//! Star scoring.

use std::fmt;

use serde::Serialize;

/// Letter rank for a run.
#[derive(Debug, Clone, Copy, PartialEq, Eq, Serialize)]
pub enum Grade {
    /// Every star.
    S,
    /// At least 86%.
    A,
    /// At least 57%.
    B,
    /// At least 29%.
    C,
    /// Anything less.
    D,
}

impl Grade {
    /// Grade for a completion ratio in `0.0..=1.0`.
    #[must_use]
    pub fn for_ratio(ratio: f64) -> Self {
        if ratio >= 1.0 {
            Self::S
        } else if ratio >= 0.86 {
            Self::A
        } else if ratio >= 0.57 {
            Self::B
        } else if ratio >= 0.29 {
            Self::C
        } else {
            Self::D
        }
    }

    /// Short remark shown next to the grade.
    #[must_use]
    pub fn note(self) -> &'static str {
        match self {
            Self::S => "Perfect run!",
            Self::A => "So close",
            Self::B => "Nice!",
            Self::C => "Warm-up clear",
            Self::D => "Practice mode",
        }
    }
}

impl fmt::Display for Grade {
    fn fmt(&self, f: &mut fmt::Formatter<'_>) -> fmt::Result {
        let letter = match self {
            Self::S => "S",
            Self::A => "A",
            Self::B => "B",
            Self::C => "C",
            Self::D => "D",
        };
        f.write_str(letter)
    }
}

/// Stars earned over scored scenes, with the resulting grade.
#[derive(Debug, Clone, PartialEq, Eq, Serialize)]
pub struct Scorecard {
    /// Completed scored scenes.
    pub stars: usize,
    /// Scored scenes in the catalog.
    pub total_stars: usize,
    /// Rank.
    pub grade: Grade,
    /// Remark for the rank.
    pub note: String,
}

impl Scorecard {
    /// Scores `stars` out of `total_stars`. An empty total counts as a
    /// perfect run.
    #[must_use]
    #[allow(clippy::cast_precision_loss)]
    pub fn new(stars: usize, total_stars: usize) -> Self {
        let stars = stars.min(total_stars);
        let ratio = if total_stars == 0 {
            1.0
        } else {
            stars as f64 / total_stars as f64
        };
        let grade = Grade::for_ratio(ratio);
        Self {
            stars,
            total_stars,
            grade,
            note: grade.note().to_owned(),
        }
    }
}

#[cfg(test)]
mod tests {
    use super::*;

    #[test]
    fn test_grade_thresholds_are_inclusive() {
        assert_eq!(Scorecard::new(100, 100).grade, Grade::S);
        assert_eq!(Scorecard::new(86, 100).grade, Grade::A);
        assert_eq!(Scorecard::new(85, 100).grade, Grade::B);
        assert_eq!(Scorecard::new(57, 100).grade, Grade::B);
        assert_eq!(Scorecard::new(56, 100).grade, Grade::C);
        assert_eq!(Scorecard::new(29, 100).grade, Grade::C);
        assert_eq!(Scorecard::new(28, 100).grade, Grade::D);
    }

    #[test]
    fn test_seven_star_run() {
        // 6/7 falls just under the A threshold.
        assert_eq!(Scorecard::new(7, 7).grade, Grade::S);
        assert_eq!(Scorecard::new(6, 7).grade, Grade::B);
        assert_eq!(Scorecard::new(4, 7).grade, Grade::B);
        assert_eq!(Scorecard::new(3, 7).grade, Grade::C);
        assert_eq!(Scorecard::new(2, 7).grade, Grade::D);
    }

    #[test]
    fn test_note_matches_grade() {
        let card = Scorecard::new(0, 7);

        assert_eq!(card.grade, Grade::D);
        assert_eq!(card.note, "Practice mode");
        assert_eq!(Scorecard::new(7, 7).note, "Perfect run!");
    }

    #[test]
    fn test_empty_total_is_perfect_and_stars_are_capped() {
        assert_eq!(Scorecard::new(0, 0).grade, Grade::S);
        assert_eq!(Scorecard::new(9, 7).stars, 7);
    }

    #[test]
    fn test_serializes_grade_as_letter() {
        let json = serde_json::to_value(Scorecard::new(7, 7)).unwrap();

        assert_eq!(json["grade"], "S");
        assert_eq!(json["stars"], 7);
    }
}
****
Print every entry exactly as written.

//! Star scoring.

use std::fmt;

use serde::Serialize;

/// Letter rank for a run.
#[derive(Debug, Clone, Copy, PartialEq, Eq, Serialize)]
pub enum Grade {
    /// Every star.
    S,
    /// At least 86%.
    A,
    /// At least 57%.
    B,
    /// At least 29%.
    C,
    /// Anything less.
    D,
}

impl Grade {
    /// Grade for a completion ratio in `0.0..=1.0`.
    #[must_use]
    pub fn for_ratio(ratio: f64) -> Self {
        if ratio >= 1.0 {
            Self::S
        } else if ratio >= 0.86 {
            Self::A
        } else if ratio >= 0.57 {
            Self::B
        } else if ratio >= 0.29 {
            Self::C
        } else {
            Self::D
        }
    }

    /// Short remark shown next to the grade.
    #[must_use]
    pub fn note(self) -> &'static str {
        match self {
            Self::S => "Perfect run!",
            Self::A => "So close",
            Self::B => "Nice!",
            Self::C => "Warm-up clear",
            Self::D => "Practice mode",
        }
    }
}

impl fmt::Display for Grade {
    fn fmt(&self, f: &mut fmt::Formatter<'_>) -> fmt::Result {
        let letter = match self {
            Self::S => "S",
            Self::A => "A",
            Self::B => "B",
            Self::C => "C",
            Self::D => "D",
        };
        f.write_str(letter)
    }
}

/// Stars earned over scored scenes, with the resulting grade.
#[derive(Debug, Clone, PartialEq, Eq, Serialize)]
pub struct Scorecard {
    /// Completed scored scenes.
    pub stars: usize,
    /// Scored scenes in the catalog.
    pub total_stars: usize,
    /// Rank.
    pub grade: Grade,
    /// Remark for the rank.
    pub note: String,
}

impl Scorecard {
    /// Scores `stars` out of `total_stars`. An empty total counts as a
    /// perfect run.
    #[must_use]
    #[allow(clippy::cast_precision_loss)]
    pub fn new(stars: usize, total_stars: usize) -> Self {
        let stars = stars.min(total_stars);
        let ratio = if total_stars == 0 {
            1.0
        } else {
            stars as f64 / total_stars as f64
        };
        let grade = Grade::for_ratio(ratio);
        Self {
            stars,
            total_stars,
            grade,
            note: grade.note().to_owned(),
        }
    }
}

#[cfg(test)]
mod tests {
    use super::*;

    #[test]
    fn test_grade_thresholds_are_inclusive() {
        assert_eq!(Scorecard::new(100, 100).grade, Grade::S);
        assert_eq!(Scorecard::new(86, 100).grade, Grade::A);
        assert_eq!(Scorecard::new(85, 100).grade, Grade::B);
        assert_eq!(Scorecard::new(57, 100).grade, Grade::B);
        assert_eq!(Scorecard::new(56, 100).grade, Grade::C);
        assert_eq!(Scorecard::new(29, 100).grade, Grade::C);
        assert_eq!(Scorecard::new(28, 100).grade, Grade::D);
    }

    #[test]
    fn test_seven_star_run() {
        // 6/7 falls just under the A threshold.
        assert_eq!(Scorecard::new(7, 7).grade, Grade::S);
        assert_eq!(Scorecard::new(6, 7).grade, Grade::B);
        assert_eq!(Scorecard::new(4, 7).grade, Grade::B);
        assert_eq!(Scorecard::new(3, 7).grade, Grade::C);
        assert_eq!(Scorecard::new(2, 7).grade, Grade::D);
    }

    #[test]
    fn test_note_matches_grade() {
        let card = Scorecard::new(0, 7);

        assert_eq!(card.grade, Grade::D);
        assert_eq!(card.note, "Practice mode");
        assert_eq!(Scorecard::new(7, 7).note, "Perfect run!");
    }

    #[test]
    fn test_empty_total_is_perfect_and_stars_are_capped() {
        assert_eq!(Scorecard::new(0, 0).grade, Grade::S);
        assert_eq!(Scorecard::new(9, 7).stars, 7);
    }

    #[test]
    fn test_serializes_grade_as_letter() {
        let json = serde_json::to_value(Scorecard::new(7, 7)).unwrap();

        assert_eq!(json["grade"], "S");
        assert_eq!(json["stars"], 7);
    }
}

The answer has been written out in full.